Md. firefighter designs small apparatus with full capabilities
By Marc Shapiro
PASADENA, Md. — A firefighter for more than 30 years, Jim Belford has seen firefighting technology evolve, and for the most part it has been for the better.
But some changes haven't made it easier for firefighters to do their jobs.
"Apparatuses keep getting bigger and bigger and there's a lot of areas fire trucks can't fit into," he said. "You wind up dragging about a ton of hose."
Three years ago, an idea came to him. What if there were a vehicle with the same capabilities as a full-size fire engine that was a fraction of the size, weight and cost?
Enter Creative Fire Apparatus, the company he started with longtime friend Paul Kingston. The two Pasadena men designed the Hydra-H1, a 10-foot-long, 58-inch-wide firefighting vehicle and medical transport. Two vehicles were built in Kingston's home car shop, and the Hydra officially went on the market in February.
"The unit does everything a full-size engine will," Belford said. "It is a true fire truck, it's just a smaller package."
The vehicle weighs 3,500 pounds fully loaded with two people, and it costs $50,000 to $60,000, compared to full-size trucks starting at $300,000. Although the diesel vehicle can go only to a top speed of 35 mph, Kingston and Belford see it as a good supplement to fire departments' fleets of full-size engines.
And they aren't the only ones who see potential in the vehicle.
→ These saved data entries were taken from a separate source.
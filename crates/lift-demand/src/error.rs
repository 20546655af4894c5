use thiserror::Error;

#[derive(Debug, Error)]
pub enum DemandError {
    #[error("demand configuration error: {0}")]
    Config(String),
}

pub type DemandResult<T> = Result<T, DemandError>;
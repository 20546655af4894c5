//! Unit tests for lift-core primitives.

#[cfg(test)]
mod ids {
    use crate::{ElevatorId, FloorId};

    #[test]
    fn index_roundtrip() {
        let id = FloorId(42);
        assert_eq!(id.index(), 42);
        assert_eq!(FloorId::try_from(42usize).unwrap(), id);
    }

    #[test]
    fn ordering() {
        assert!(FloorId(0) < FloorId(1));
        assert!(ElevatorId(100) > ElevatorId(99));
    }

    #[test]
    fn invalid_sentinels_are_max() {
        assert_eq!(FloorId::INVALID.0, u16::MAX);
        assert_eq!(ElevatorId::INVALID.0, u16::MAX);
        assert_eq!(FloorId::default(), FloorId::INVALID);
    }

    #[test]
    fn display() {
        assert_eq!(FloorId(7).to_string(), "FloorId(7)");
        assert_eq!(ElevatorId(0).to_string(), "ElevatorId(0)");
    }

    #[test]
    fn distance_is_symmetric() {
        assert_eq!(FloorId(2).distance(FloorId(5)), 3);
        assert_eq!(FloorId(5).distance(FloorId(2)), 3);
        assert_eq!(FloorId(4).distance(FloorId(4)), 0);
    }

    #[test]
    fn ground_is_zero() {
        assert_eq!(FloorId::GROUND, FloorId(0));
    }
}

#[cfg(test)]
mod direction {
    use crate::{Direction, FloorId};

    #[test]
    fn travel_up_iff_strictly_above() {
        assert_eq!(Direction::of_travel(FloorId(1), FloorId(3)), Direction::Up);
        assert_eq!(Direction::of_travel(FloorId(3), FloorId(1)), Direction::Down);
        // Same floor infers Down.
        assert_eq!(Direction::of_travel(FloorId(2), FloorId(2)), Direction::Down);
    }

    #[test]
    fn opposite() {
        assert_eq!(Direction::Up.opposite(), Direction::Down);
        assert_eq!(Direction::Down.opposite(), Direction::Up);
    }

    #[test]
    fn display() {
        assert_eq!(Direction::Up.to_string(), "up");
        assert_eq!(Direction::Down.to_string(), "down");
    }
}

#[cfg(test)]
mod config {
    use crate::{BuildingConfig, FloorId};

    #[test]
    fn defaults() {
        let cfg = BuildingConfig::new(5, 2);
        assert_eq!(cfg.full_load_threshold, 0.7);
        assert_eq!(cfg.ground_floor(), FloorId(0));
        assert!(cfg.validate().is_ok());
    }

    #[test]
    fn rejects_zero_floors() {
        assert!(BuildingConfig::new(0, 2).validate().is_err());
    }

    #[test]
    fn rejects_zero_elevators() {
        assert!(BuildingConfig::new(5, 0).validate().is_err());
    }

    #[test]
    fn rejects_bad_threshold() {
        let mut cfg = BuildingConfig::new(5, 2);
        cfg.full_load_threshold = 0.0;
        assert!(cfg.validate().is_err());
        cfg.full_load_threshold = 1.5;
        assert!(cfg.validate().is_err());
        cfg.full_load_threshold = 1.0;
        assert!(cfg.validate().is_ok());
    }

    #[test]
    fn contains_bounds() {
        let cfg = BuildingConfig::new(3, 1);
        assert!(cfg.contains(FloorId(0)));
        assert!(cfg.contains(FloorId(2)));
        assert!(!cfg.contains(FloorId(3)));
        assert!(!cfg.contains(FloorId::INVALID));
    }
}
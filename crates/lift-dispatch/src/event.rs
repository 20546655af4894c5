//! Inbound events — everything the host simulation reports to the controller.

use lift_core::{Direction, ElevatorId, FloorId};

/// One event delivered by the host.
///
/// Events are delivered one at a time; each handler runs to completion before
/// the next event arrives.  The host guarantees per-elevator physical order
/// (a stop at a floor is never delivered before the passing events for the
/// floors crossed on the way there).
#[derive(Debug, Clone, Copy, PartialEq, Eq)]
#[cfg_attr(feature = "serde", derive(serde::Serialize, serde::Deserialize))]
pub enum Event {
    /// An elevator has nothing to do.  Reserved: the reference policy takes
    /// no action, but [`DispatchPolicy`][crate::DispatchPolicy] implementors
    /// may act on it.
    Idle { elevator: ElevatorId },

    /// A passenger inside `elevator` pressed a destination button.  Reserved:
    /// the host's own pressed-floor mechanics already guarantee the visit.
    FloorButtonPressed { elevator: ElevatorId, floor: FloorId },

    /// `elevator` is about to pass `floor` (without currently stopping)
    /// while moving in `direction`.
    PassingFloor {
        elevator:  ElevatorId,
        floor:     FloorId,
        direction: Direction,
    },

    /// `elevator` has come to rest at `floor`.
    StoppedAtFloor { elevator: ElevatorId, floor: FloorId },

    /// A floor-side call button was pressed at `floor` requesting travel in
    /// `direction`.
    CallButtonPressed { floor: FloorId, direction: Direction },
}
//! Data model of the initial tuning tables.
//!
//! The parameter enums mirror the closed value sets of the Linux DVB
//! frontend API (`linux/dvb/frontend.h`, DVB API v3). Each one converts to
//! and from its ABI number and to and from the token used in classic
//! `scan` initial tuning files (`5/6`, `QAM64`, `8MHz`, ...).

use std::collections::HashSet;
use std::fmt;
use std::str::FromStr;

use serde::{Deserialize, Serialize};

use crate::error::ParseParameterError;

/// Broadcast delivery system. Each one has its own catalog.
#[derive(Debug, Clone, Copy, PartialEq, Eq, Hash, PartialOrd, Ord, Serialize, Deserialize)]
pub enum DeliverySystem {
    /// DVB-S
    Satellite = 0,
    /// DVB-T
    Terrestrial = 1,
    /// DVB-C
    Cable = 2,
}

impl DeliverySystem {
    /// All delivery systems in catalog order.
    pub const ALL: [DeliverySystem; 3] = [
        DeliverySystem::Satellite,
        DeliverySystem::Terrestrial,
        DeliverySystem::Cable,
    ];

    /// Get the standard name (`DVB-S`, `DVB-T`, `DVB-C`).
    pub fn standard_name(&self) -> &'static str {
        match self {
            DeliverySystem::Satellite => "DVB-S",
            DeliverySystem::Terrestrial => "DVB-T",
            DeliverySystem::Cable => "DVB-C",
        }
    }

    /// Line prefix used by scan initial tuning files.
    pub fn line_prefix(&self) -> char {
        match self {
            DeliverySystem::Satellite => 'S',
            DeliverySystem::Terrestrial => 'T',
            DeliverySystem::Cable => 'C',
        }
    }
}

impl TryFrom<u8> for DeliverySystem {
    type Error = u8;

    fn try_from(value: u8) -> Result<Self, u8> {
        match value {
            0 => Ok(DeliverySystem::Satellite),
            1 => Ok(DeliverySystem::Terrestrial),
            2 => Ok(DeliverySystem::Cable),
            _ => Err(value),
        }
    }
}

impl From<DeliverySystem> for u8 {
    fn from(value: DeliverySystem) -> Self {
        value as u8
    }
}

impl fmt::Display for DeliverySystem {
    fn fmt(&self, f: &mut fmt::Formatter<'_>) -> fmt::Result {
        f.write_str(self.standard_name())
    }
}

impl FromStr for DeliverySystem {
    type Err = ParseParameterError;

    fn from_str(s: &str) -> Result<Self, Self::Err> {
        match s.to_ascii_lowercase().as_str() {
            "dvb-s" | "dvbs" | "satellite" | "s" => Ok(DeliverySystem::Satellite),
            "dvb-t" | "dvbt" | "terrestrial" | "t" => Ok(DeliverySystem::Terrestrial),
            "dvb-c" | "dvbc" | "cable" | "c" => Ok(DeliverySystem::Cable),
            _ => Err(ParseParameterError::new("delivery system", s)),
        }
    }
}

/// Forward error correction code rate (`fe_code_rate`).
#[derive(Debug, Clone, Copy, PartialEq, Eq, Hash, Serialize, Deserialize)]
#[repr(u8)]
pub enum CodeRate {
    None = 0,
    Fec1_2 = 1,
    Fec2_3 = 2,
    Fec3_4 = 3,
    Fec4_5 = 4,
    Fec5_6 = 5,
    Fec6_7 = 6,
    Fec7_8 = 7,
    Fec8_9 = 8,
    Auto = 9,
}

impl CodeRate {
    /// Scan table token.
    pub fn token(&self) -> &'static str {
        match self {
            CodeRate::None => "NONE",
            CodeRate::Fec1_2 => "1/2",
            CodeRate::Fec2_3 => "2/3",
            CodeRate::Fec3_4 => "3/4",
            CodeRate::Fec4_5 => "4/5",
            CodeRate::Fec5_6 => "5/6",
            CodeRate::Fec6_7 => "6/7",
            CodeRate::Fec7_8 => "7/8",
            CodeRate::Fec8_9 => "8/9",
            CodeRate::Auto => "AUTO",
        }
    }
}

impl TryFrom<u8> for CodeRate {
    type Error = u8;

    fn try_from(value: u8) -> Result<Self, u8> {
        match value {
            0 => Ok(CodeRate::None),
            1 => Ok(CodeRate::Fec1_2),
            2 => Ok(CodeRate::Fec2_3),
            3 => Ok(CodeRate::Fec3_4),
            4 => Ok(CodeRate::Fec4_5),
            5 => Ok(CodeRate::Fec5_6),
            6 => Ok(CodeRate::Fec6_7),
            7 => Ok(CodeRate::Fec7_8),
            8 => Ok(CodeRate::Fec8_9),
            9 => Ok(CodeRate::Auto),
            _ => Err(value),
        }
    }
}

impl From<CodeRate> for u8 {
    fn from(value: CodeRate) -> Self {
        value as u8
    }
}

impl fmt::Display for CodeRate {
    fn fmt(&self, f: &mut fmt::Formatter<'_>) -> fmt::Result {
        f.write_str(self.token())
    }
}

impl FromStr for CodeRate {
    type Err = ParseParameterError;

    fn from_str(s: &str) -> Result<Self, Self::Err> {
        match s.to_ascii_uppercase().as_str() {
            "NONE" => Ok(CodeRate::None),
            "1/2" => Ok(CodeRate::Fec1_2),
            "2/3" => Ok(CodeRate::Fec2_3),
            "3/4" => Ok(CodeRate::Fec3_4),
            "4/5" => Ok(CodeRate::Fec4_5),
            "5/6" => Ok(CodeRate::Fec5_6),
            "6/7" => Ok(CodeRate::Fec6_7),
            "7/8" => Ok(CodeRate::Fec7_8),
            "8/9" => Ok(CodeRate::Fec8_9),
            "AUTO" => Ok(CodeRate::Auto),
            _ => Err(ParseParameterError::new("code rate", s)),
        }
    }
}
#[cfg(test)]
mod tests {
    use super::*;

    fn small_catalog() -> Catalog {
        let sat = Mux::Satellite(SatelliteMux {
            frequency: 12551500,
            polarisation: Polarisation::Vertical,
            symbol_rate: 22000000,
            fec: CodeRate::Fec5_6,
        });
        let ter = Mux::Terrestrial(TerrestrialMux {
            frequency: 505833333,
            bandwidth: Bandwidth::Mhz8,
            code_rate_hp: CodeRate::Fec3_4,
            code_rate_lp: CodeRate::None,
            constellation: Modulation::Qam16,
            transmission_mode: TransmissionMode::Mode2k,
            guard_interval: GuardInterval::Gi1_32,
            hierarchy: Hierarchy::None,
        });

        CatalogBuilder::new()
            .region(
                DeliverySystem::Satellite,
                Region::new("Orbit", None, vec![Network::new("Slot", vec![sat, sat])]),
            )
            .region(
                DeliverySystem::Terrestrial,
                Region::new(
                    "Somewhere",
                    Some("XX".to_string()),
                    vec![Network::new("Site", vec![ter]), Network::new("Empty", Vec::new())],
                ),
            )
            .build()
    }

    #[test]
    fn test_encode_decode_builtin() {
        let catalog = Catalog::builtin();
        let encoded = encode_catalog(catalog).unwrap();

        assert_eq!(&encoded[0..4], &MAGIC);
        let header = decode_header(&encoded).unwrap().unwrap();
        assert_eq!(header.version, FORMAT_VERSION);
        assert_eq!(header.payload_len as usize, encoded.len() - HEADER_SIZE);

        let decoded = decode_catalog(&encoded).unwrap();
        assert_eq!(&decoded, catalog);
    }

    #[test]
    fn test_encode_decode_keeps_empty_and_duplicate_entries() {
        let catalog = small_catalog();
        let decoded = decode_catalog(&encode_catalog(&catalog).unwrap()).unwrap();
        assert_eq!(decoded, catalog);

        let orbit = decoded.find_region(DeliverySystem::Satellite, "Orbit").unwrap();
        assert_eq!(orbit.code, None);
        assert_eq!(orbit.networks[0].muxes.len(), 2);
        let somewhere = decoded
            .find_region(DeliverySystem::Terrestrial, "Somewhere")
            .unwrap();
        assert!(somewhere.networks[1].muxes.is_empty());
        assert!(decoded.list_regions(DeliverySystem::Cable).is_empty());
    }

    #[test]
    fn test_json_round_trip() {
        let catalog = Catalog::builtin();
        let mut builder = CatalogBuilder::new();

        for system in DeliverySystem::ALL {
            let json = serde_json::to_string(catalog.list_regions(system)).unwrap();
            let regions: Vec<Region> = serde_json::from_str(&json).unwrap();
            for region in regions {
                builder.push_region(system, region);
            }
        }

        assert_eq!(&builder.build(), catalog);
    }

    #[test]
    fn test_invalid_magic() {
        let bad = b"BADP\x01\x00\x00\x00\x00\x00";
        assert!(matches!(decode_header(bad), Err(CodecError::InvalidMagic(_))));
    }

    #[test]
    fn test_incomplete_header() {
        assert_eq!(decode_header(b"DVBI\x01").unwrap(), None);
        assert!(matches!(
            decode_catalog(b"DVBI\x01"),
            Err(CodecError::IncompleteFrame { .. })
        ));
    }

    #[test]
    fn test_version_mismatch() {
        let mut encoded = encode_catalog(&small_catalog()).unwrap().to_vec();
        encoded[4] = 2;
        assert_eq!(
            decode_catalog(&encoded),
            Err(CodecError::VersionMismatch {
                file: 2,
                supported: FORMAT_VERSION,
            })
        );
    }

    #[test]
    fn test_truncated_payload() {
        let encoded = encode_catalog(&small_catalog()).unwrap();
        let truncated = &encoded[..encoded.len() - 3];
        assert!(matches!(
            decode_catalog(truncated),
            Err(CodecError::IncompleteFrame { .. })
        ));
    }

    #[test]
    fn test_payload_too_large() {
        let mut header = BytesMut::new();
        header.put_slice(&MAGIC);
        header.put_u16_le(FORMAT_VERSION);
        header.put_u32_le(MAX_PAYLOAD_SIZE + 1);

        let expected = CodecError::FrameTooLarge(MAX_PAYLOAD_SIZE as u64 + 1, MAX_PAYLOAD_SIZE);
        assert_eq!(decode_header(&header), Err(expected.clone()));
        assert_eq!(decode_catalog(&header), Err(expected));
    }

    #[test]
    fn test_invalid_utf8_name() {
        let mut payload = BytesMut::new();
        payload.put_u16_le(1); // one satellite region
        payload.put_u16_le(2);
        payload.put_slice(&[0xFF, 0xFE]);

        let mut frame = BytesMut::new();
        frame.put_slice(&MAGIC);
        frame.put_u16_le(FORMAT_VERSION);
        frame.put_u32_le(payload.len() as u32);
        frame.put_slice(&payload);

        assert!(matches!(
            decode_catalog(&frame),
            Err(CodecError::DecodeError(_))
        ));
    }

    #[test]
    fn test_trailing_bytes() {
        let mut encoded = encode_catalog(&small_catalog()).unwrap().to_vec();
        encoded.push(0);
        assert!(matches!(
            decode_catalog(&encoded),
            Err(CodecError::DecodeError(_))
        ));
    }

    fn single_mux_frame(tag: u8, body: &[u8], section: DeliverySystem) -> Vec<u8> {
        let mut payload = BytesMut::new();
        for system in DeliverySystem::ALL {
            if system != section {
                payload.put_u16_le(0);
                continue;
            }
            payload.put_u16_le(1);
            encode_string(&mut payload, "R").unwrap();
            encode_optional_string(&mut payload, None).unwrap();
            payload.put_u16_le(1);
            encode_string(&mut payload, "N").unwrap();
            payload.put_u32_le(1);
            payload.put_u8(tag);
            payload.put_slice(body);
        }

        let mut frame = BytesMut::new();
        frame.put_slice(&MAGIC);
        frame.put_u16_le(FORMAT_VERSION);
        frame.put_u32_le(payload.len() as u32);
        frame.put_slice(&payload);
        frame.to_vec()
    }

    #[test]
    fn test_unknown_enum_value() {
        let mut body = BytesMut::new();
        body.put_u32_le(362000000);
        body.put_u32_le(6900000);
        body.put_u8(0); // FEC_NONE
        body.put_u8(42); // no such modulation

        let frame = single_mux_frame(2, &body, DeliverySystem::Cable);
        assert_eq!(
            decode_catalog(&frame),
            Err(CodecError::InvalidValue {
                field: "modulation",
                value: 42,
            })
        );
    }

    #[test]
    fn test_mux_in_wrong_section() {
        let mut body = BytesMut::new();
        body.put_u32_le(362000000);
        body.put_u32_le(6900000);
        body.put_u8(0);
        body.put_u8(5);

        // Cable mux inside the satellite section
        let frame = single_mux_frame(2, &body, DeliverySystem::Satellite);
        assert_eq!(
            decode_catalog(&frame),
            Err(CodecError::DeliverySystemMismatch {
                expected: DeliverySystem::Satellite,
                found: DeliverySystem::Cable,
            })
        );
    }
}
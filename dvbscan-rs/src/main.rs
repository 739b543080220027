use clap::Parser;

use dvbscan::Cli;

fn main() {
    let cli = Cli::parse();
    std::process::exit(dvbscan::run(cli));
}
//! Initial tuning data for DVB scanning.
//!
//! This crate ships a compiled-in catalog of the muxes a channel scanner
//! should try first, organised per delivery system as
//! region → network → mux.
//!
//! # Catalog Layout
//!
//! ```text
//! DVB-S  Geosynchronous Orbit  ─┬─ Astra-19.2E   ── S 12551500 V 22000000 5/6
//!                               └─ Hotbird-13.0E ── ...
//! DVB-T  United Kingdom        ─┬─ Dover         ── T 850000000 8MHz 3/4 ...
//!                               └─ ...
//! DVB-C  Germany               ─── ...
//! ```
//!
//! # Example
//!
//! ```rust
//! use dvbscan_catalog::{find_network, find_region, list_muxes, DeliverySystem, Mux};
//!
//! let region = find_region(DeliverySystem::Terrestrial, "United Kingdom").unwrap();
//! let dover = find_network(region, "Dover").unwrap();
//!
//! match list_muxes(dover)[0] {
//!     Mux::Terrestrial(m) => assert_eq!(m.frequency, 850000000),
//!     _ => unreachable!(),
//! }
//!
//! // Unknown names are reported, never guessed
//! let sweden = find_region(DeliverySystem::Terrestrial, "Sweden").unwrap();
//! assert!(find_network(sweden, "Dover").is_err());
//! ```
//!
//! # Scan Plans and Export
//!
//! ```rust
//! use dvbscan_catalog::{codec, Catalog, DeliverySystem, ScanPlan, ScanRequest};
//!
//! let request = ScanRequest::new(DeliverySystem::Cable, "DE");
//! let plan = ScanPlan::build(Catalog::builtin(), &request).unwrap();
//! assert_eq!(plan.region, "Germany");
//!
//! let bytes = codec::encode_catalog(Catalog::builtin()).unwrap();
//! let decoded = codec::decode_catalog(&bytes).unwrap();
//! assert_eq!(&decoded, Catalog::builtin());
//! ```

pub mod catalog;
pub mod codec;
pub mod error;
pub mod plan;
mod tables;
pub mod types;

pub use catalog::{
    find_network, find_region, list_muxes, list_networks, list_regions, mux_signature, Catalog,
    CatalogBuilder, SystemStats,
};
pub use codec::{decode_catalog, decode_header, encode_catalog, FileHeader, FORMAT_VERSION, MAGIC};
pub use error::{CatalogError, CodecError, ParseParameterError};
pub use plan::{DuplicatePolicy, ScanPlan, ScanRequest, TuningAttempt};
pub use types::{
    Bandwidth, CableMux, CodeRate, DeliverySystem, GuardInterval, Hierarchy, Modulation, Mux,
    MuxSignature, Network, Polarisation, Region, SatelliteMux, SignatureRate, TerrestrialMux,
    TransmissionMode,
};
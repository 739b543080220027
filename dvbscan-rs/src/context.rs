use std::path::PathBuf;

use clap::{Parser, Subcommand};
use dvbscan_catalog::DeliverySystem;

#[derive(Debug, Parser)]
#[clap(name = "dvbscan")]
#[clap(about = "dvbscan browses the built-in DVB-S/T/C initial tuning tables and prints scan plans.", long_about = None)]
#[clap(version)]
pub struct Cli {
    /// Configuration file.{n}
    /// If omitted, `dvbscan.toml` in the working directory is used when present.
    #[clap(short = 'f', long, value_name = "FILE", global = true)]
    pub config: Option<PathBuf>,

    /// Output format.
    #[clap(value_enum, long, global = true)]
    pub format: Option<OutputFormat>,

    /// Enable debug logging.
    #[clap(short, long, global = true)]
    pub verbose: bool,

    #[clap(subcommand)]
    pub command: Commands,
}

/// Output format for listings.
#[derive(Debug, Clone, Copy, Default, PartialEq, Eq, clap::ValueEnum)]
pub enum OutputFormat {
    /// Human-readable table format
    #[default]
    Table,
    /// JSON format
    Json,
    /// CSV format
    Csv,
}

#[derive(Debug, Subcommand)]
pub enum Commands {
    /// List regions.{n}
    /// Without a delivery system every system is listed.
    #[clap(name = "regions")]
    Regions {
        /// Delivery system (dvb-s, dvb-t, dvb-c).
        #[clap(short, long)]
        system: Option<DeliverySystem>,
    },

    /// List the networks of a region.
    #[clap(name = "networks")]
    Networks {
        /// Delivery system (dvb-s, dvb-t, dvb-c).
        #[clap(short, long)]
        system: Option<DeliverySystem>,

        /// Region name, or its country code (e.g. `uk`).
        #[clap(short, long)]
        region: Option<String>,
    },

    /// List the muxes of a network.
    #[clap(name = "muxes")]
    Muxes {
        /// Delivery system (dvb-s, dvb-t, dvb-c).
        #[clap(short, long)]
        system: Option<DeliverySystem>,

        /// Region name, or its country code (e.g. `uk`).
        #[clap(short, long)]
        region: Option<String>,

        /// Network name.
        #[clap(short, long, required = true)]
        network: String,
    },

    /// Print the tuning attempts a scan would make.{n}
    /// Attempts follow network order, then mux order.
    #[clap(name = "plan")]
    Plan {
        /// Delivery system (dvb-s, dvb-t, dvb-c).
        #[clap(short, long)]
        system: Option<DeliverySystem>,

        /// Region name, or its country code (e.g. `uk`).
        #[clap(short, long)]
        region: Option<String>,

        /// Restrict the plan to one network.
        #[clap(short, long)]
        network: Option<String>,

        /// Skip muxes that repeat an earlier frequency/rate/polarisation.
        #[clap(long)]
        skip_duplicates: bool,
    },

    /// Show region, network and mux counts per delivery system.
    #[clap(name = "stats")]
    Stats,

    /// Write the catalog in binary form.
    #[clap(name = "export")]
    Export {
        /// Output file.
        #[clap(short, long, value_name = "FILE", required = true)]
        output: PathBuf,
    },

    /// Read an exported catalog and compare it with the built-in one.
    #[clap(name = "verify")]
    Verify {
        /// Input file.
        #[clap(short, long, value_name = "FILE", required = true)]
        input: PathBuf,
    },
}

#[cfg(test)]
mod tests {
    use super::*;

    #[test]
    fn test_parse_muxes() {
        let cli = Cli::try_parse_from([
            "dvbscan", "muxes", "-s", "dvb-t", "-r", "United Kingdom", "-n", "Dover",
        ])
        .unwrap();

        match cli.command {
            Commands::Muxes {
                system,
                region,
                network,
            } => {
                assert_eq!(system, Some(DeliverySystem::Terrestrial));
                assert_eq!(region.as_deref(), Some("United Kingdom"));
                assert_eq!(network, "Dover");
            }
            other => panic!("unexpected command: {:?}", other),
        }
    }

    #[test]
    fn test_parse_global_flags_after_subcommand() {
        let cli = Cli::try_parse_from(["dvbscan", "stats", "--format", "json", "-v"]).unwrap();
        assert_eq!(cli.format, Some(OutputFormat::Json));
        assert!(cli.verbose);
        assert!(matches!(cli.command, Commands::Stats));
    }

    #[test]
    fn test_parse_plan() {
        let cli =
            Cli::try_parse_from(["dvbscan", "plan", "-s", "satellite", "--skip-duplicates"])
                .unwrap();
        match cli.command {
            Commands::Plan {
                system,
                region,
                network,
                skip_duplicates,
            } => {
                assert_eq!(system, Some(DeliverySystem::Satellite));
                assert_eq!(region, None);
                assert_eq!(network, None);
                assert!(skip_duplicates);
            }
            other => panic!("unexpected command: {:?}", other),
        }
    }

    #[test]
    fn test_reject_unknown_system() {
        assert!(Cli::try_parse_from(["dvbscan", "regions", "-s", "atsc"]).is_err());
    }

    #[test]
    fn test_muxes_requires_network() {
        assert!(Cli::try_parse_from(["dvbscan", "muxes", "-s", "dvb-c", "-r", "Germany"]).is_err());
    }
}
SmartCEO magazine recognized them last month for excellence in product innovation. There have been no sales yet, but curious companies looking into the Hydra include Six Flags America, Disney, Harley Davidson and BP Fuels, Kingston said. He also said that European Union officials said they think the Hydra may have potential in cities with narrow streets in countries such as Hungary and Poland.
"There's nothing else out there like that unit," said Don Merkle, a marine firefighting instructor at the Maritime Institute of Technology in Linthicum for 35 years. "There is a need: any congested areas, any areas where you can't get a full-size firetruck."
The vehicle fights fires using a compressed air foam pump, which Belford designed and patented. With regular systems, a gallon of water typically makes seven to 10 gallons of foam. With Belford's design, one gallon of water makes 25 gallons of foam.
Kingston said it also is more economical than water, and has less potential to damage structures since it's lighter.
"You squirt it out and it stays there," he said. "With water, it's a 40 percent loss. The foam has the capability to smother the fire and extinguish it."
Because different foam consistencies are needed at different times, Belford designed a "brain" that can change this on-the-go by memory. He also designed the control panel similar to that on a regular firetruck.
For medical and fire supplies, the vehicle has 20 cubic feet of indoor storage and five in the back. With a 65-gallon water tank, 5-gallon onboard foam cell and 1,700-gallon finished foam system, Belford said the vehicle can fight a fire as effectively as one to 21/2 firetrucks.
He and Kingston said they see myriad potential uses for their vehicle: parking garages, theme parks, stadiums, crowded cities, alleyways and marinas, all places that full-size firetrucks often have trouble navigating. It will even fit in a freight elevator, which could fight fires in commercial and apartment buildings.
"We built this thing with Ocean City in mind," Kingston said. "We thought it would be good for the boardwalk."
The two are hoping to give a demonstration at BWI Thurgood Marshall Airport, although there are no plans as of yet, according to Jonathan Dean, airport spokesman.
The vehicle has been modeled at several trade shows and used at some local events, such as January's Polar Bear Plunge at Sandy Point State Park, where an injured participant was transported using the vehicle's medical transport basket.
Merkle is positive the Hydra will take off once it gets out there. He went to a trade show in Harrisburg, Pa., with Belford, and saw his competitors get nervous because the vehicle impressed them, but the patent belongs to Belford.
"His competitors were very concerned with what he had," he said. "When that thing takes off, they're not going to be able to touch it."